Pages from Emma's Confession:
"Maybe I will write you something."
When I said that to Regina, I didn't mean this confession.
#
There are no saviors, no Never-never Land of immortality, and there are no truly evil queens. I will never write again of that kind of black and white love, not even now that I have something to say after years of colorless silence.
There are no neat endings. Regina taught me that.
We all have to die sometime. We are bound to leave a knot or two untied.
For Regina and I, that knot turned out to be her capstone work.
My office sat vacant for the remainder of that summer she took my master class. Someone must have come in and seen her work-the wrong someone.
I have overcome the embarrassment of knowing all of the colleagues I tried to fool with my melancholy prose read what she wrote about my early days as a writer. I embrace that identity now. It's shaped me into the writer I am as I tell our love story.
I have overcome the shock of the lawyers showing up at my door the day after she died. I stepped out of the summoning circle of tissues that piled up around me to answer the incessant ringing of the doorbell. On either side of my apartment, my neighbors pounded on the walls. They didn't know it, but I wanted, needed, the void of silence far more than they.
I allowed the lawyers in without question.
"Now, we aren't saying you did anything wrong, Miss Swan," they said. "We just need to get a few facts straight. Her son, Henry, he's threatening to sue the college."
I hiccupped and muttered nonsense long enough for them to exchange glances and decide that, "Well, why don't you write everything down, Professor Swan? You do that sort of thing, right? Maybe it'd help you process."
For long hours, the too-bright white of the computer screen taunted me. I didn't want to write any of it down.
I just wanted her to come back.
Not even Mr. Meowsy, who rubbed against my calves the entire time I sat like a statue with tears streaming, could soothe me anymore.
#
A nurse called me from the hospital.
"Ms. Mills had a piece of paper in her hand. I had a dickens of a time trying to pry it loose. I guess she really wanted us to call you."
"May I see her? Is she all right?"
A thick pause. "You should come and see her. You're family, right?"
I screeched into the hospital parking lot a half hour later. I all but ran through the sterile-smelling halls, my heart one step ahead of me, a bird beating against the cage of my ribs.
Faster, faster, go faster.
"Regina."
Inside her room, a heart monitor pumped out steady beeps. An oxygen mask over her mouth and nose dispelled the silence in the room.
"Regina, please."
I knelt beside her, pulling one hand from under the rough hospital covers. She felt cold. I looked down and saw the blood pooling in her fingertips.
"Regina, no."
I stood and took her by the shoulders. Her molasses hair shimmered under the harsh lights. She still wore kohl around her eyes. I could see her scarlet lipstick smeared under the clear. plastic mask.
Desperately, I wanted to kiss her, hold her, feel her, memorize all of her.

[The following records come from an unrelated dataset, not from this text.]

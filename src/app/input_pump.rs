use crossterm::event::{Event, EventStream, KeyEventKind, MouseEventKind};
use futures_util::StreamExt;
use tokio::sync::mpsc::{UnboundedReceiver, UnboundedSender, unbounded_channel};
use tokio::task::JoinHandle;

use crate::event::DomainEvent;

/// Forwards terminal input into the loop's event channel from a tokio task.
/// The sender is shared so the loop can queue its own events behind input.
pub(crate) struct InputPump {
    task: Option<JoinHandle<()>>,
}

impl InputPump {
    pub(crate) fn start() -> (UnboundedSender<DomainEvent>, UnboundedReceiver<DomainEvent>, Self) {
        let (tx, rx) = unbounded_channel();
        let forward = tx.clone();
        let task = tokio::spawn(async move {
            let mut events = EventStream::new();
            while let Some(read) = events.next().await {
                let event = match read {
                    Ok(event) if !worth_waking_for(&event) => continue,
                    Ok(event) => DomainEvent::Input(event),
                    Err(err) => DomainEvent::InputError(err.to_string()),
                };
                if forward.send(event).is_err() {
                    break;
                }
            }
        });
        (tx, rx, Self { task: Some(task) })
    }

    pub(crate) fn stop(&mut self) {
        if let Some(task) = self.task.take() {
            task.abort();
        }
    }
}

/// Bare pointer motion and key releases never change the screen.
fn worth_waking_for(event: &Event) -> bool {
    match event {
        Event::Mouse(mouse) => mouse.kind != MouseEventKind::Moved,
        Event::Key(key) => key.kind != KeyEventKind::Release,
        Event::FocusGained | Event::FocusLost => false,
        _ => true,
    }
}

"Regina, come back," I said. "Please, I love—"
The heart monitor flat-lined before I could finish speaking.
"—you."
Before I could move, before I could think, someone in blue pulled me away.
I saw my tears trickling down Regina's cheeks. Then, a fence of people separated us. I clawed at them, as the bird inside me clawed against my bones.
"Just let me kiss her," I screamed. "Just let me bring her back."
Regina didn't need Emma. She needed Emelia to give her a happy ending. I cursed myself for being so tired and slow.
Instead, the door swung shut on me. The nurse who'd called took my arm, then my limp body.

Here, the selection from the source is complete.